Wholesome Janet and Brad turn up at a TV studio to take part in a live therapy show about couples in failing relationships: Brad [Ben Kerr] is unemployed while Janet [Julie Atherton] believes her career as a Senior Research Assistant is soaring. The couple’s erstwhile best friends, Ralph [Mateo Oxley] and Betty Hapschatt [Rosanna Hyland], host the show. Like the Majors, all is not well in the Hapshcatt’s marriage. Janet becomes the poster girl for media mogul Farley Flavours [Mark Little] while Brad is given electric shock treatment to ‘cure’ his depression. Soon, Janet strips off her A-line skirt to reveal a skimpy black dress, Ralph lustily pursues silver fox Mr Flavours and two bogus doctors attempt to crank up the pressure dial on the shock treatment machine. Betty denounces Flavours’ machinations but will Janet come back down to earth?

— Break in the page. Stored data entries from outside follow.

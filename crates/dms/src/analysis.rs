//! Per-frame and per-session analysis results

use serde::{Deserialize, Serialize};

/// What was observed in a single analyzed frame
#[derive(Debug, Clone, Copy, PartialEq, Serialize, Deserialize)]
#[serde(tag = "kind", rename_all = "snake_case")]
pub enum FrameObservation {
    /// Landmark provider found no face
    NoFace,

    /// Eyes measured; `closed` when the average EAR is below threshold
    Eyes { ear: f64, closed: bool },

    /// Eye corners collapsed, frame skipped
    Degenerate,
}

impl FrameObservation {
    pub fn face_detected(&self) -> bool {
        !matches!(self, FrameObservation::NoFace)
    }

    pub fn eyes_closed(&self) -> bool {
        matches!(self, FrameObservation::Eyes { closed: true, .. })
    }

    pub fn ear(&self) -> Option<f64> {
        match self {
            FrameObservation::Eyes { ear, .. } => Some(*ear),
            _ => None,
        }
    }
}

/// Result of analyzing one frame
#[derive(Debug, Clone, Serialize, Deserialize)]
pub struct FrameReport {
    pub observation: FrameObservation,

    /// Closed-eye counter after this frame
    pub consecutive_drowsy_frames: u32,

    /// Drowsiness signal after this frame
    pub drowsy: bool,

    /// Head movement extent (0.0 when no face)
    pub head_movement: f64,
}

/// Result of a monitoring run over a frame stream
#[derive(Debug, Clone, Default, PartialEq, Serialize, Deserialize)]
pub struct SessionReport {
    /// Whether drowsiness was signalled
    pub drowsy: bool,

    /// Index of the frame that triggered the signal
    #[serde(skip_serializing_if = "Option::is_none")]
    pub trigger_frame: Option<usize>,

    /// Frames pulled from the source (sampled or not)
    pub frames_read: usize,

    /// Frames passed to the detector
    pub frames_analyzed: usize,

    /// Analyzed frames without a face
    pub frames_without_face: usize,

    /// Analyzed frames skipped for degenerate geometry
    pub frames_degenerate: usize,

    /// Longest closed-eye run seen
    pub peak_consecutive_drowsy_frames: u32,
}

#[cfg(test)]
mod tests {
    use super::*;

    #[test]
    fn test_observation_accessors() {
        let closed = FrameObservation::Eyes { ear: 0.1, closed: true };
        assert!(closed.face_detected());
        assert!(closed.eyes_closed());
        assert_eq!(closed.ear(), Some(0.1));

        assert!(!FrameObservation::NoFace.face_detected());
        assert!(!FrameObservation::NoFace.eyes_closed());
        assert!(FrameObservation::Degenerate.face_detected());
        assert_eq!(FrameObservation::Degenerate.ear(), None);
    }
}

While the Rocky Horror’s storyline was equally absurd, the premise was clearer and stronger. Here the invented TV studio set-up tells us nothing we don’t already know about contemporary narcissism. Nor is Shock Treatment as sexually transgressive and the anarchy is more farcical than political. But it’s wonderfully entertaining. Benji Sperring’s gloriously camp satire is razor sharp: Atherton sizzles in the smoking ‘Looking for Fame,’ Oxley snarls his way through the defiant ‘Breaking Out’ and the ensemble’s encore of ‘Little Black Dress’ marks an intoxicating start to the King’s Head spring season.